[[ Given records, beginning ]]

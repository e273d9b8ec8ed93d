//! Client connection shell.
//!
//! Reads the attach frame that identifies the player (the real game
//! handshake lives upstream in the transport layer), registers the session
//! in the directory, applies any waiting continuation, and pumps outbound
//! packets until the socket closes.

use std::net::SocketAddr;
use std::sync::Arc;

use anyhow::{bail, Result};
use tokio::io::{AsyncReadExt, AsyncWriteExt};
use tokio::net::TcpStream;
use tokio::sync::mpsc;

use super::ChannelState;
use crate::session::GameSession;

const MAX_NAME_LEN: usize = 16;

/// Reads the attach frame: `[player_id:4][name_len:1][name]`.
pub async fn read_attach_frame<R: AsyncReadExt + Unpin>(stream: &mut R) -> Result<(u32, String)> {
    let mut head = [0u8; 5];
    stream.read_exact(&mut head).await?;
    let player_id = u32::from_le_bytes([head[0], head[1], head[2], head[3]]);
    let name_len = head[4] as usize;
    if name_len == 0 || name_len > MAX_NAME_LEN {
        bail!("bad name length {}", name_len);
    }
    let mut name = vec![0u8; name_len];
    stream.read_exact(&mut name).await?;
    let name = String::from_utf8(name)?;
    Ok((player_id, name))
}

pub async fn serve(state: Arc<ChannelState>, mut stream: TcpStream, peer: SocketAddr) {
    let (player_id, name) = match read_attach_frame(&mut stream).await {
        Ok(v) => v,
        Err(e) => {
            tracing::warn!("[channel] [client] bad attach from {}: {}", peer, e);
            return;
        }
    };

    let (tx, mut rx) = mpsc::channel::<Vec<u8>>(64);
    let session = Arc::new(GameSession::new(player_id, name, tx));
    if !state.add_player(Arc::clone(&session)).await {
        tracing::warn!(
            "[channel] [client] duplicate attach player_id={} from {}",
            player_id,
            peer
        );
        return;
    }

    let restored = state.consume_continuation_for(&session).await;
    tracing::info!(
        "[channel] [client] attached player_id={} name={} restored={} peer={}",
        player_id,
        session.name,
        restored,
        peer
    );

    let (mut read_half, mut write_half) = stream.into_split();
    let writer = tokio::spawn(async move {
        while let Some(msg) = rx.recv().await {
            if write_half.write_all(&msg).await.is_err() {
                break;
            }
        }
    });

    // inbound game packets are parsed upstream; here we only track liveness
    let mut buf = [0u8; 4096];
    loop {
        match read_half.read(&mut buf).await {
            Ok(0) | Err(_) => break,
            Ok(_) => {}
        }
    }

    state.remove_player(player_id).await;
    writer.abort();
    tracing::info!("[channel] [client] detached player_id={}", player_id);
}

[[ Given records, end ]]

Work item: Provide only the number of lines within the material that contain the string "mpsc".

Task output: 2